III - O Sistema Operacional

Na coluna anterior discutimos o "ciclo de busca e execução", a única coisa que a CPU sabe fazer sozinha e por isso mesmo repete indefinidamente enquanto está ligada: ler uma instrução na memória principal, ou MP, "apontar" para a seguinte e executar a que foi lida, ciclo após ciclo. Coisa simples, mas que explica algo fundamental: como os programas são executados.

O fato do primeiro passo do ciclo de busca e execução consistir em ler a instrução na MP significa que, para ser executado, um programa (ou o conjunto de instruções que formam um programa) deve necessariamente estar na MP.

Eles não estão lá o tempo todo. Nem poderiam, posto que em princípio a MP é quase toda formada por circuitos eletrônicos constituídos de semicondutores e capacitores, que são de natureza volátil. Essa volatilidade implica que, quando desligamos os computadores, os circuitos da MP deixam de ser alimentados por energia elétrica e, simplesmente, deitam a perder seu conteúdo. Em outras palavras: memória volátil é aquela que "esquece" o que armazenava quando é desligada.

Em geral os programas a serem executados no computador são armazenados em um tipo de memória não volátil, a chamada "memória secundária". Há diversos dispositivos que podem constituir a memória secundária, como disquetes, outros dispositivos de armazenamento removíveis como discos de CD e DVD e até mesmo fitas magnéticas. Mas, de longe, o dispositivo mais comum usado para este fim é o disco rígido ou disco magnético. Como seu nome indica ele é constituído por um (ou mais) disco(s) de superfícies revestidas por um material magnético, onde se podem gravar, ler e sobrescrever informações. Talvez um dia venhamos a discutir como funcionam os discos magnéticos. Por enquanto, vamos nos ater apenas a três informações sobre eles, justamente as que são essenciais para o tema que estamos discutindo.

A primeira é que discos magnéticos são um tipo de memória não volátil. Portanto as informações neles gravadas não são perdidas quando a máquina é desligada. Se eu armazenar as instruções de um programa qualquer em um arquivo gravado em um disco rígido (discos rígidos armazenam informações sob a forma de "arquivos"), elas lá permanecerão até que alguém as altere ou remova (a superfície magnética constitui um tipo de memória não volátil, porém não permanente, ou seja, eu posso a qualquer momento substituir por outras as informações nela gravadas).

A segunda é que informações em discos rígidos são agrupadas em "setores", ou linhas magnetizadas traçadas sobre sua superfície. Setores de discos magnéticos contêm sempre 512 Bytes de informações e os arquivos são formados por conjuntos de setores.

O terceiro ponto é que o microprocessador não tem acesso direto à memória secundária.
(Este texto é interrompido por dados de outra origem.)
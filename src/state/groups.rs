//! Named-group directory: mutually exclusive membership and group multicast.
//!
//! Group names are keyed lowercase with the display casing preserved from
//! creation. The member sets and the per-session current-group index are two
//! views of one relation and only ever change together, under this
//! directory's single lock: a session is in a group's member set iff the
//! index names that group. Announcement fan-out happens after the lock is
//! released; `SessionHandle::deliver` never blocks, so a slow member cannot
//! stall anyone's operation.

use crate::error::GroupError;
use crate::state::session::{SessionHandle, SessionId};
use chrono::{DateTime, Utc};
use parking_lot::RwLock;
use std::collections::HashMap;
use std::sync::Arc;
use tracing::info;

struct Group {
    /// Display name as given at creation.
    name: String,
    created: DateTime<Utc>,
    members: HashMap<SessionId, Arc<SessionHandle>>,
}

/// A batch of lines to fan out once the lock is dropped.
type Fanout = Vec<(Vec<Arc<SessionHandle>>, String)>;

#[derive(Default)]
struct Inner {
    /// Lowercased group name -> group.
    groups: HashMap<String, Group>,
    /// Session id -> lowercased name of its current group.
    current: HashMap<SessionId, String>,
}

impl Inner {
    /// Remove the session from `key`'s member set, announce the departure to
    /// the remaining members, and delete the group if it became empty.
    ///
    /// The caller is responsible for the `current` index. Deletion of an
    /// emptied group is silent, there is no one left to notify.
    fn detach(&mut self, key: &str, id: SessionId, username: &str, fanout: &mut Fanout) -> bool {
        let became_empty = {
            let Some(group) = self.groups.get_mut(key) else {
                return false;
            };
            if group.members.remove(&id).is_none() {
                return false;
            }
            if group.members.is_empty() {
                true
            } else {
                fanout.push((
                    group.members.values().map(Arc::clone).collect(),
                    format!(
                        "GROUP [{}] | Server: User {} left group '{}'.",
                        group.name, username, group.name
                    ),
                ));
                false
            }
        };
        if became_empty
            && let Some(group) = self.groups.remove(key)
        {
            info!(
                group = %group.name,
                lifetime_secs = (Utc::now() - group.created).num_seconds(),
                "Empty group removed"
            );
        }
        became_empty
    }
}

/// Directory of named groups with at-most-one membership per session.
#[derive(Default)]
pub struct GroupDirectory {
    inner: RwLock<Inner>,
}

fn deliver_all(fanout: Fanout) {
    for (recipients, line) in fanout {
        for handle in recipients {
            handle.deliver(line.as_str());
        }
    }
}

/// Result of a successful leave.
#[derive(Debug)]
pub struct LeaveOutcome {
    /// Display name of the group that was left.
    pub group: String,
    /// True when the group emptied out and was deleted.
    pub removed_empty: bool,
}

impl GroupDirectory {
    pub fn new() -> Self {
        Self::default()
    }

    /// Create an empty group. Creating does not join.
    pub fn create(&self, name: &str) -> Result<String, GroupError> {
        let name = name.trim();
        if name.is_empty() {
            return Err(GroupError::EmptyName);
        }
        let key = name.to_lowercase();

        let mut inner = self.inner.write();
        if inner.groups.contains_key(&key) {
            return Err(GroupError::AlreadyExists(name.to_string()));
        }
        inner.groups.insert(
            key,
            Group { name: name.to_string(), created: Utc::now(), members: HashMap::new() },
        );
        info!(group = %name, "Group created");
        Ok(name.to_string())
    }

    /// Join a group, implicitly leaving the current one first.
    ///
    /// The whole transition happens under one write lock: no observer ever
    /// sees the session in two groups, or in none while mid-move.
    pub fn join(
        &self,
        name: &str,
        id: SessionId,
        handle: Arc<SessionHandle>,
        username: &str,
    ) -> Result<String, GroupError> {
        let name = name.trim();
        if name.is_empty() {
            return Err(GroupError::EmptyName);
        }
        let key = name.to_lowercase();

        let mut fanout = Fanout::new();
        let display = {
            let mut inner = self.inner.write();
            if !inner.groups.contains_key(&key) {
                return Err(GroupError::NotFound(name.to_string()));
            }
            if inner.current.get(&id) == Some(&key) {
                return Err(GroupError::AlreadyMember(name.to_string()));
            }
            if let Some(old_key) = inner.current.remove(&id) {
                inner.detach(&old_key, id, username, &mut fanout);
            }
            let Some(group) = inner.groups.get_mut(&key) else {
                return Err(GroupError::NotFound(name.to_string()));
            };
            fanout.push((
                group.members.values().map(Arc::clone).collect(),
                format!(
                    "GROUP [{}] | Server: User {} joined group '{}'.",
                    group.name, username, group.name
                ),
            ));
            group.members.insert(id, handle);
            let display = group.name.clone();
            inner.current.insert(id, key);
            display
        };
        deliver_all(fanout);
        Ok(display)
    }

    /// Leave a group by name.
    pub fn leave(&self, name: &str, id: SessionId, username: &str) -> Result<LeaveOutcome, GroupError> {
        let name = name.trim();
        if name.is_empty() {
            return Err(GroupError::EmptyName);
        }
        let key = name.to_lowercase();

        let mut fanout = Fanout::new();
        let outcome = {
            let mut inner = self.inner.write();
            let Some(group) = inner.groups.get(&key) else {
                return Err(GroupError::NotFound(name.to_string()));
            };
            let display = group.name.clone();
            if inner.current.get(&id) != Some(&key) {
                return Err(GroupError::NotAMember(display));
            }
            inner.current.remove(&id);
            let removed_empty = inner.detach(&key, id, username, &mut fanout);
            LeaveOutcome { group: display, removed_empty }
        };
        deliver_all(fanout);
        Ok(outcome)
    }

    /// Delete a group, evicting every member.
    ///
    /// All members transition to no-group and receive a removal notice
    /// naming the acting user.
    pub fn remove(&self, name: &str, acting_username: &str) -> Result<String, GroupError> {
        let name = name.trim();
        if name.is_empty() {
            return Err(GroupError::EmptyName);
        }
        let key = name.to_lowercase();

        let mut fanout = Fanout::new();
        let group_name = {
            let mut inner = self.inner.write();
            let Some(group) = inner.groups.remove(&key) else {
                return Err(GroupError::NotFound(name.to_string()));
            };
            fanout.push((
                group.members.values().map(Arc::clone).collect(),
                format!(
                    "GROUP [{}] | Server: Group '{}' has been removed by {}.",
                    group.name, group.name, acting_username
                ),
            ));
            for member_id in group.members.keys() {
                inner.current.remove(member_id);
            }
            group.name
        };
        info!(group = %group_name, by = %acting_username, "Group removed");
        deliver_all(fanout);
        Ok(group_name)
    }

    /// Deliver a user-authored line to every member except the sender.
    ///
    /// The caller supplies an already content-filtered body; the directory
    /// only adds the group framing. The sender need not be a member.
    pub fn send_to_group(
        &self,
        name: &str,
        sender: SessionId,
        from: &str,
        body: &str,
    ) -> Result<String, GroupError> {
        let name = name.trim();
        let key = name.to_lowercase();

        let (display, recipients) = {
            let inner = self.inner.read();
            let Some(group) = inner.groups.get(&key) else {
                return Err(GroupError::NotFound(name.to_string()));
            };
            let recipients: Vec<Arc<SessionHandle>> = group
                .members
                .iter()
                .filter(|(member_id, _)| **member_id != sender)
                .map(|(_, h)| Arc::clone(h))
                .collect();
            (group.name.clone(), recipients)
        };

        let line = format!("GROUP [{}] | {}: {}", display, from, body);
        for handle in recipients {
            handle.deliver(line.as_str());
        }
        Ok(display)
    }

    /// Whether a group with this name exists.
    pub fn exists(&self, name: &str) -> bool {
        self.inner.read().groups.contains_key(&name.trim().to_lowercase())
    }

    /// `(display name, member count)` pairs, sorted by name.
    pub fn list(&self) -> Vec<(String, usize)> {
        let inner = self.inner.read();
        let mut entries: Vec<(String, usize)> =
            inner.groups.values().map(|g| (g.name.clone(), g.members.len())).collect();
        entries.sort_by_key(|(name, _)| name.to_lowercase());
        entries
    }

    /// Display name of the session's current group, if any.
    pub fn current_group(&self, id: SessionId) -> Option<String> {
        let inner = self.inner.read();
        let key = inner.current.get(&id)?;
        inner.groups.get(key).map(|g| g.name.clone())
    }

    /// Cascade hook: drop the session from whatever group it is in.
    ///
    /// Idempotent. Returns the display name of the group that was left.
    pub fn leave_current(&self, id: SessionId, username: &str) -> Option<String> {
        let mut fanout = Fanout::new();
        let display = {
            let mut inner = self.inner.write();
            let key = inner.current.remove(&id)?;
            let display = inner.groups.get(&key).map(|g| g.name.clone());
            inner.detach(&key, id, username, &mut fanout);
            display
        };
        deliver_all(fanout);
        display
    }
}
Para que um byte contido em um setor do disco rígido seja transferido para um dos registradores do microprocessador é preciso que ele seja antes transferido (na verdade melhor seria dizer "copiado", já que o conteúdo do setor permanece íntegro após a transferência dos dados) para a memória principal.

Portanto, para que um programa armazenado em disco possa vir a ser executado, é preciso antes que o arquivo que contêm seu conjunto de instruções seja lido na memória secundária e as instruções copiadas para um trecho da memória principal. A isso se chama "carregar" um programa. Programas somente podem ser executados após serem carregados.

O que nos leva à questão que levantamos no final da coluna anterior: quem ou o quê "carrega" os programas?

Se você quisesse uma resposta sucinta eu poderia lhe dizer que quem carrega os programas é o sistema operacional. Mas você não é do tipo que gosta de respostas sucintas. Se fosse, não estaria lendo esta coluna. Então, vamos destrinchar o assunto, começando pelo princípio.

No princípio, sabemos todos, era o caos. Os computadores, então chamados de "cérebros eletrônicos", eram máquinas imensas e mal humoradas. Vídeo e teclado, nem pensar. Entrava-se dados com cartões perfurados e os resultados eram vomitados em longas folhas impressas. E os programadores, senhores, eram senhores programadores! Pois nada havia que facilitasse seu trabalho. Cada operação, por mínima que fosse, havia que ser incorporada ao programa, desde a leitura dos cartões até a impressão de cada caractere do resultado final. E isso não ocorreu na pré-história: eu mesmo vi operar um desses colossos há pouco mais de quatro décadas.

Mas as coisas evoluíram. Teclados e vídeos tornaram mais fácil a interação com as máquinas. Surgiram os micros pessoais, vieram os mouses, modems, scanners, caixas de som e esse mundo de penduricalhos que circundam nossas máquinas. E que trouxeram com eles um novo universo de complexidades.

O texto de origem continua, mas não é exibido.